The future of Social Security is uncertain

by Rokosz Most
April 7, 2024
in Politics & Government
0

United States congressmember Pat Ryan sponsored and attended the three-hour Senior Resource Fair at the Kingston YMCA April 2, where 34 different agencies had set up tables to explain an array of social services, some private, some public. The event attracted more than 200 attendees.

“The idea is to just help folks get connected with the help that they need in one place,” said Ryan, “so they don’t have to navigate a web of phone calls, waiting on hold, sending emails, that sort of thing. This way it’s in person.”

Anyone 60 years old qualifies as a senior by having witnessed the sun rise and set 21,900 times or more. Some 53,299 people in Ulster County now qualify as seniors. An additional 26,400 Ulster County residents are in their fifth decade.
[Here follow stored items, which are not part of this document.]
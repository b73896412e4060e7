use crate::fixture::types::ColorChannel;

/// Something the user asked the panel to do.
#[derive(Debug, Clone, PartialEq, Eq)]
pub enum Intent {
    SelectScene(String),
    SaveFixtures,
    ToggleFixturePower(u32),
    ToggleFixtureEnabled(u32),
    SetChannel {
        id: u32,
        channel: ColorChannel,
        // raw input, may be empty while editing
        value: String,
    },
    PreviewColor {
        id: u32,
        preset: String,
    },
    ShowStatus,
    ListFixtures,
    ListScenes,
    Help,
    Quit,
}

/// What happened to the outbound message of a command.
#[derive(Debug, Clone, Copy, PartialEq, Eq)]
pub enum Delivery {
    Published,
    // the connection was not ready, see `DispatchPolicy::DropUntilConnected`
    Dropped,
}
That makes 43 percent of the Ulster County population over 50.
Social Security benefits, primarily funded through payroll taxes, have been receivable since 1935 upon retirement or during periods of unemployment or injury.
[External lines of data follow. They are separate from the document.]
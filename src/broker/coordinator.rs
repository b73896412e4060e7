use futures::StreamExt;
use futures::channel::mpsc::{unbounded, UnboundedReceiver, UnboundedSender};
use log::{debug, info, warn};
use tokio::sync::watch;
use tokio::time::{timeout, Duration};

use crate::broker::transport::Transport;
use crate::broker::types::{ConnectOptions, ConnectionStatus, Endpoint, TransportEvent};
use crate::error::DispatchError;
use crate::notice::Notifier;

#[derive(Debug, Clone, Copy, PartialEq, Eq)]
enum SessionState {
    // no session was opened yet
    Idle,
    Open,
    // torn down, a new session is never opened
    Closed,
}

/// Owns the single broker session of the process and tracks its status.
///
/// Transport events are queued on an internal channel and applied one at a time, either by
/// the panel loop (`next_event` + `handle_event`) or by `connect` while it waits.
pub struct Coordinator<T: Transport> {
    transport: T,
    endpoint: Endpoint,
    options: ConnectOptions,
    connect_timeout: Duration,
    notifier: Notifier,

    session: SessionState,
    status: watch::Sender<ConnectionStatus>,
    // the success notice is shown once per session
    announced: bool,

    events_tx: UnboundedSender<TransportEvent>,
    events_rx: UnboundedReceiver<TransportEvent>,
}

impl<T: Transport> Coordinator<T> {
    pub fn new(
        transport: T,
        endpoint: Endpoint,
        options: ConnectOptions,
        connect_timeout: Duration,
        notifier: Notifier,
    ) -> Self {
        let (events_tx, events_rx) = unbounded::<TransportEvent>();
        let (status, _) = watch::channel(ConnectionStatus::Disconnected);

        Coordinator {
            transport,
            endpoint,
            options,
            connect_timeout,
            notifier,
            session: SessionState::Idle,
            status,
            announced: false,
            events_tx,
            events_rx,
        }
    }

    pub fn status(&self) -> ConnectionStatus {
        *self.status.borrow()
    }

    pub fn subscribe(&self) -> watch::Receiver<ConnectionStatus> {
        self.status.subscribe()
    }

    pub fn endpoint(&self) -> &Endpoint {
        &self.endpoint
    }

    fn set_status(&mut self, status: ConnectionStatus) {
        let previous = self.status.send_replace(status);
        if previous != status {
            debug!("Connection status {} -> {}", previous, status);
        }
    }

    /// Opens the session unless one exists. Never opens a second session.
    pub fn ensure_connected(&mut self) -> Result<(), DispatchError> {
        match self.session {
            SessionState::Open => Ok(()),
            SessionState::Closed => Err(DispatchError::SessionClosed),
            SessionState::Idle => {
                self.set_status(ConnectionStatus::Connecting);

                if let Err(err) = self.transport.open(&self.endpoint, &self.options, self.events_tx.clone()) {
                    self.set_status(ConnectionStatus::Disconnected);
                    return Err(err.into());
                }

                self.session = SessionState::Open;
                Ok(())
            },
        }
    }

    /// Resolves once the session is connected.
    ///
    /// Fails when the transport reports an error while waiting or when the connect timeout
    /// elapses. Offline notices keep the wait going since the transport retries by itself.
    pub async fn connect(&mut self) -> Result<(), DispatchError> {
        self.ensure_connected()?;

        if self.status() == ConnectionStatus::Connected {
            return Ok(());
        }

        let connect_timeout = self.connect_timeout;
        let wait = async {
            loop {
                let event = match self.events_rx.next().await {
                    Some(event) => event,
                    None => return Err(DispatchError::SessionClosed),
                };

                let error = match &event {
                    TransportEvent::Error(message) => Some(message.clone()),
                    _ => None,
                };

                self.handle_event(event);

                if let Some(message) = error {
                    return Err(DispatchError::Connection { message });
                }

                if self.status() == ConnectionStatus::Connected {
                    return Ok(());
                }
            }
        };

        match timeout(connect_timeout, wait).await {
            Ok(result) => result,
            Err(_) => {
                warn!("No connection after {:?}", connect_timeout);
                Err(DispatchError::ConnectTimeout)
            },
        }
    }

    /// The next queued transport event. Pending forever if there is none.
    pub async fn next_event(&mut self) -> Option<TransportEvent> {
        self.events_rx.next().await
    }

    pub fn handle_event(&mut self, event: TransportEvent) {
        if self.session == SessionState::Closed {
            debug!("Ignoring {:?} after teardown", event);
            return;
        }

        let previous = self.status();

        match event {
            TransportEvent::Connect => {
                self.set_status(ConnectionStatus::Connected);

                if !self.announced {
                    self.announced = true;
                    self.notifier.success("Connected");
                }
                else if previous != ConnectionStatus::Connected {
                    info!("Reconnected to {}", self.endpoint.url());
                }
            },
            TransportEvent::Offline => {
                self.set_status(ConnectionStatus::Disconnected);

                // warn on the transition only, repeated offline notices stay quiet
                if previous != ConnectionStatus::Disconnected {
                    self.notifier.warning("MQTT Connection Offline");
                }
            },
            TransportEvent::Error(message) => {
                self.set_status(ConnectionStatus::Disconnected);
                self.notifier.error(message);
            },
        }
    }

    pub fn publish(&mut self, topic: &str, payload: Vec<u8>) -> Result<(), DispatchError> {
        if self.session == SessionState::Closed {
            return Err(DispatchError::SessionClosed);
        }
        if self.status() != ConnectionStatus::Connected {
            return Err(DispatchError::NotConnected);
        }

        debug!("Publishing {} bytes to {}", payload.len(), topic);
        self.transport.publish(topic, payload)?;
        Ok(())
    }

    /// Closes the session if there is one. Safe to call more than once.
    pub fn teardown(&mut self) {
        if self.session == SessionState::Open {
            self.transport.close();
        }
        self.session = SessionState::Closed;
        self.set_status(ConnectionStatus::Disconnected);
    }
}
Peter Van Aken, a volunteer manning the American Association for Retired People (AARP) table, has some potential bad news for those counting on Social Security as they near retirement age. The program’s trust fund, says Van Aken, is set for insolvency just one year shy of its centennial.
“What we’re doing today here at this good event,” said Van Aken, “is to say to people, Tell your congress people to enact legislation to keep Social Security fully funded, amongst other programs like prescription drug pricing and home healthcare aides, past the shortfall in 2034.”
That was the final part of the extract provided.